Like if you were hosting a conference on global peace you might keep quiet about Dubya being a keynote speaker.
These stories are free but worth money.
So who is the fourth horseman of the apocalypse?
How typical of slashdot to not mention that Microsoft is also involved in the site.
Why not just have a link from your main page to an HTML sitemap that links to all pages on your site.
Nice and easy. And usable by people and crawlers.
Lets say I have robots.txt set to deny everything, but I submit some pages to this thing for indexing. Does the spider obey robots.txt or what was submitted? Actually I'd find it handy to keep the spiders the hell off of my site but just submit a couple pages, but I don't see how that system could be trustworthy at all. Is it just me or is this just another form of meta tags?
Microsoft are evil and they suck.
I like Apple. They make nice stuff which works most of the time.

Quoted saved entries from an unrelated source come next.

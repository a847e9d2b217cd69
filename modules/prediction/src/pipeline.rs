use crate::classifier::EntityType;
use crate::scoring::ScoringFunction;
use std::collections::HashMap;
use std::sync::Arc;

/// Features of the default product demand forecast, in model order
pub const DEMAND_FORECAST_FEATURES: [&str; 5] = [
    "historical_demand_7d",
    "historical_demand_30d",
    "price",
    "day_of_week",
    "month",
];

pub const DEMAND_FORECAST: &str = "demand_forecast";

#[derive(Debug, Clone, PartialEq, thiserror::Error)]
pub enum PipelineError {
    #[error("pipeline for {entity_type} expects features {expected:?}, model was trained on {model:?}")]
    FeatureOrderMismatch {
        entity_type: EntityType,
        expected: Vec<String>,
        model: Vec<String>,
    },

    #[error("confidence must be within 0.0..=1.0, got {0}")]
    InvalidConfidence(f64),
}

/// How one entity type is turned into a prediction
pub struct PredictionPipeline {
    pub entity_type: EntityType,
    pub prediction_type: String,
    /// Ordered; the model receives values in exactly this order
    pub feature_names: Vec<String>,
    pub model: Arc<dyn ScoringFunction>,
    pub confidence: f64,
}

impl PredictionPipeline {
    pub fn new(
        entity_type: EntityType,
        prediction_type: impl Into<String>,
        feature_names: Vec<String>,
        model: Arc<dyn ScoringFunction>,
        confidence: f64,
    ) -> Result<Self, PipelineError> {
        if !(0.0..=1.0).contains(&confidence) {
            return Err(PipelineError::InvalidConfidence(confidence));
        }
        if let Some(trained) = model.feature_names() {
            if trained != feature_names.as_slice() {
                return Err(PipelineError::FeatureOrderMismatch {
                    entity_type,
                    expected: feature_names,
                    model: trained.to_vec(),
                });
            }
        }

        Ok(Self {
            entity_type,
            prediction_type: prediction_type.into(),
            feature_names,
            model,
            confidence,
        })
    }

    /// Order `features` for the model, or list the names that are missing
    pub fn feature_vector(&self, features: &HashMap<String, f64>) -> Result<Vec<f64>, Vec<String>> {
        let missing: Vec<String> = self
            .feature_names
            .iter()
            .filter(|name| !features.contains_key(*name))
            .cloned()
            .collect();
        if !missing.is_empty() {
            return Err(missing);
        }

        Ok(self
            .feature_names
            .iter()
            .filter_map(|name| features.get(name).copied())
            .collect())
    }
}

impl std::fmt::Debug for PredictionPipeline {
    fn fmt(&self, f: &mut std::fmt::Formatter<'_>) -> std::fmt::Result {
        f.debug_struct("PredictionPipeline")
            .field("entity_type", &self.entity_type)
            .field("prediction_type", &self.prediction_type)
            .field("feature_names", &self.feature_names)
            .field("model_version", &self.model.model_version())
            .field("confidence", &self.confidence)
            .finish()
    }
}

/// Pipelines by entity type; types without one are not actionable
#[derive(Debug, Default)]
pub struct PipelineRegistry {
    pipelines: HashMap<EntityType, PredictionPipeline>,
}

impl PipelineRegistry {
    pub fn new() -> Self {
        Self::default()
    }

    /// Product demand forecast only
    pub fn with_default(model: Arc<dyn ScoringFunction>, confidence: f64) -> Result<Self, PipelineError> {
        let pipeline = PredictionPipeline::new(
            EntityType::Product,
            DEMAND_FORECAST,
            DEMAND_FORECAST_FEATURES.iter().map(|s| s.to_string()).collect(),
            model,
            confidence,
        )?;

        let mut registry = Self::new();
        registry.register(pipeline);
        Ok(registry)
    }

    /// Replaces any pipeline already registered for the same entity type
    pub fn register(&mut self, pipeline: PredictionPipeline) {
        self.pipelines.insert(pipeline.entity_type, pipeline);
    }

    pub fn get(&self, entity_type: EntityType) -> Option<&PredictionPipeline> {
        self.pipelines.get(&entity_type)
    }
}
use anyhow::Context;
use event_bus::consumer_retry::RetryConfig;
use event_bus::{
    shutdown_channel, CanonicalEnvelope, EnvelopeConsumer, EnvelopePublisher, EventBus,
    InMemoryBus, NatsBus,
};
use prediction::config::{BusType, Config, FeatureStoreType};
use prediction::dispatcher::EnrichmentDispatcher;
use prediction::feature_store::{FeastFeatureStore, FeatureStore, InMemoryFeatureStore};
use prediction::metrics::Metrics;
use prediction::pipeline::PipelineRegistry;
use prediction::scoring::{LinearModel, ScoringFunction};
use std::sync::Arc;
use tracing_subscriber::EnvFilter;

#[tokio::main]
async fn main() -> anyhow::Result<()> {
    dotenvy::dotenv().ok();
    init_tracing();

    let config = Config::from_env().map_err(anyhow::Error::msg)?;
    tracing::info!(
        bus_type = ?config.bus_type,
        input_topic = %config.input_topic,
        output_topic = %config.output_topic,
        consumer = %config.consumer_name,
        "Configuration loaded"
    );

    let model = LinearModel::load(&config.model_artifact)
        .with_context(|| format!("Failed to load model {}", config.model_artifact.display()))?;
    tracing::info!(
        model = %model.name(),
        model_version = %model.model_version(),
        "Model loaded"
    );
    let model: Arc<dyn ScoringFunction> = Arc::new(model);
    let pipelines = PipelineRegistry::with_default(model, config.confidence)
        .context("Model does not fit the demand forecast pipeline")?;

    let bus: Arc<dyn EventBus> = match config.bus_type {
        BusType::Nats => {
            let nats_url = config
                .nats_url
                .as_deref()
                .context("NATS_URL required for NATS bus")?;
            tracing::info!("Connecting to NATS at {}", nats_url);
            let nats_client = async_nats::connect(nats_url)
                .await
                .context("Failed to connect to NATS")?;
            event_bus::jetstream_setup::ensure_streams(
                &nats_client,
                &[config.input_topic.as_str(), config.output_topic.as_str()],
            )
            .await
            .map_err(|e| anyhow::anyhow!("Failed to provision JetStream streams: {}", e))?;
            Arc::new(NatsBus::new(nats_client))
        }
        BusType::InMemory => {
            tracing::info!("Using in-memory event bus");
            Arc::new(InMemoryBus::new())
        }
    };

    let features: Arc<dyn FeatureStore> = match &config.feature_store {
        FeatureStoreType::Feast { url } => {
            tracing::info!(url = %url, "Using Feast feature store");
            let http = reqwest::Client::builder()
                .timeout(config.http_timeout)
                .build()
                .context("Failed to build HTTP client")?;
            Arc::new(FeastFeatureStore::new(http, url.clone()))
        }
        FeatureStoreType::InMemory => {
            tracing::warn!("Using empty in-memory feature store; every envelope will be skipped");
            Arc::new(InMemoryFeatureStore::new())
        }
    };

    let metrics = Metrics::new().context("Failed to register metrics")?;
    let dispatcher = EnrichmentDispatcher::new(
        pipelines,
        features,
        EnvelopePublisher::new(bus.clone()),
        config.output_topic.clone(),
        metrics.clone(),
    )
    .with_retry(RetryConfig::with_max_attempts(config.retry_max_attempts));

    let consumer = EnvelopeConsumer::<CanonicalEnvelope>::subscribe(
        bus.as_ref(),
        &config.input_topic,
        &config.consumer_name,
    )
    .await
    .context("Failed to subscribe to input topic")?;

    let (trigger, shutdown) = shutdown_channel();
    let handle = prediction::spawn_dispatcher(Arc::new(dispatcher), consumer, shutdown);

    tokio::signal::ctrl_c()
        .await
        .context("Failed to listen for shutdown signal")?;
    tracing::info!("Shutdown requested, finishing in-flight envelope");
    trigger.trigger();

    match handle.await {
        Ok(stats) => tracing::info!(
            acked = stats.acked,
            quarantined = stats.quarantined,
            left_for_redelivery = stats.left_for_redelivery,
            "Prediction service stopped"
        ),
        Err(e) => tracing::error!(error = %e, "Dispatcher task failed"),
    }
    match metrics.render() {
        Ok(text) => tracing::debug!(metrics = %text, "Final counters"),
        Err(e) => tracing::warn!(error = %e, "Failed to render metrics"),
    }
    Ok(())
}

fn init_tracing() {
    let filter = EnvFilter::try_from_default_env().unwrap_or_else(|_| "info".into());
    if std::env::var("LOG_FORMAT").is_ok_and(|f| f.eq_ignore_ascii_case("json")) {
        tracing_subscriber::fmt().json().with_env_filter(filter).init();
    } else {
        tracing_subscriber::fmt().with_env_filter(filter).init();
    }
}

I'm for once interested in a joint project between search engines. If Google and Yahoo! can play nice, and Microsoft is mentioned as being part of this Web 2.0 menage-a-trois, perhaps something interesting will come of this. But right now it does just look like they want to make it easier to index pages. I've been attempting to submit my sitemaps to google for ages and have yet to see my sites listed when searching for my keywords, but perhaps that'll change in the future if this works out. Guess I'll keep my eyes and ears open.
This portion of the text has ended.